Cada católico tiene el alma marcada por la huella de una devoción que le acerca a Dios. Cristos, vírgenes, santos y beatos, sacerdotes, misioneras y hasta laicos devotos interfieren en algún momento de la vida de un creyente para fortalecer, incrementar o recuperar la fe. Y entonces las jaculatorias dejan de repetirse como los autómatas lo harían; entonces se encomiendan las cosas que importan, sobre todo la salud, a la intercesión de aquel en quien se confía; y entonces, a veces, se obra el milagro. En ocasiones trasciende, se reconoce y lleva a los altares al que primero marcó el alma de un creyente. La mayor parte de las veces, se queda en el reconocimiento y gratitud personal o en el testimonio privado en círculos pequeños. Pero ocurrió en 2005 que toda esa intimidad y privacidad se rompió en mil pedazos tras estallar en un clamor que convirtió a Juan Pablo II en ‘santo súbito’. También le ha reconocido el Vaticano dos milagros, pero eso es casi lo de menos para el común de los católicos.

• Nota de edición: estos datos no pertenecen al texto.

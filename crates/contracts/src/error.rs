//! Layered error definitions
//!
//! Categorized by source: config / chat transport / parse / store

use thiserror::Error;

/// Unified error type
#[derive(Debug, Error)]
pub enum ContractError {
    // ===== Configuration Errors =====
    /// Configuration parse error
    #[error("config parse error: {message}")]
    ConfigParse {
        message: String,
        #[source]
        source: Option<Box<dyn std::error::Error + Send + Sync>>,
    },

    /// Configuration validation error
    #[error("config validation error at '{field}': {message}")]
    ConfigValidation { field: String, message: String },

    // ===== Chat Transport Errors =====
    /// Chat server connection error
    #[error("chat connection error: {message}")]
    ChatConnection { message: String },

    /// Chat stream read/write error
    #[error("chat stream error: {message}")]
    ChatStream { message: String },

    /// Protocol line parse error
    #[error("protocol parse error: {message}")]
    ProtocolParse { message: String },

    // ===== Store Errors =====
    /// Store connection error
    #[error("store connection error: {message}")]
    StoreConnection { message: String },

    /// Batch write error (transaction open or commit failed)
    #[error("store write error for batch of {batch_len}: {message}")]
    StoreWrite { batch_len: usize, message: String },

    /// Schema provisioning error
    #[error("store schema error: {message}")]
    StoreSchema { message: String },

    // ===== General Errors =====
    /// IO error
    #[error("io error: {0}")]
    Io(#[from] std::io::Error),

    /// Other error
    #[error("{0}")]
    Other(String),
}

impl ContractError {
    /// Create configuration parse error
    pub fn config_parse(message: impl Into<String>) -> Self {
        Self::ConfigParse {
            message: message.into(),
            source: None,
        }
    }

    /// Create configuration validation error
    pub fn config_validation(field: impl Into<String>, message: impl Into<String>) -> Self {
        Self::ConfigValidation {
            field: field.into(),
            message: message.into(),
        }
    }

    /// Create chat connection error
    pub fn chat_connection(message: impl Into<String>) -> Self {
        Self::ChatConnection {
            message: message.into(),
        }
    }

    /// Create chat stream error
    pub fn chat_stream(message: impl Into<String>) -> Self {
        Self::ChatStream {
            message: message.into(),
        }
    }

    /// Create store connection error
    pub fn store_connection(message: impl Into<String>) -> Self {
        Self::StoreConnection {
            message: message.into(),
        }
    }

    /// Create batch write error
    pub fn store_write(batch_len: usize, message: impl Into<String>) -> Self {
        Self::StoreWrite {
            batch_len,
            message: message.into(),
        }
    }

    /// Create schema provisioning error
    pub fn store_schema(message: impl Into<String>) -> Self {
        Self::StoreSchema {
            message: message.into(),
        }
    }
}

Algo semejante, amortiguado por el paso de los años, ha sucedido con Juan XXIII: un milagro, la fama de sus signos, lo excepcional del culto litúrgico a él dedicado, la petición de los Padres de Concilio Vaticano II inmediatamente después de su muerte y la canonización. Su huella marcó a otra generación que no volvió a sentir cercanía semejante con un pontífice hasta que Karol Wojtyla fue elegido Papa en 1978 y que veremos si recupera esa afinidad con el Papa Francisco.
Este viernes, en ‘El Gato al Agua’ hice un puente entre Juan XXIII y Juan Pablo II al decir que el ‘Papa bueno’ había sido el último Pontífice italiano. Me ‘salté’ a Pablo VI y a Juan Pablo I para pasar, en errónea sucesión directa, al Papa polaco. Un segundo después de haberlo dicho, me di cuenta de que la canonización conjunta de Roncalli y Wojtyla se había conjurado con la impronta que los dos papas santos han dejado en la generación de mis abuelos, también en la de mis padres, y en la mía para que olvidara a otros dos italianos. El ‘Papa bueno’ y el ‘Papa viajero’ concitan la devoción de muchas más almas, su hierro ha marcado a un buen número de católicos de tres generaciones. Por eso son santos.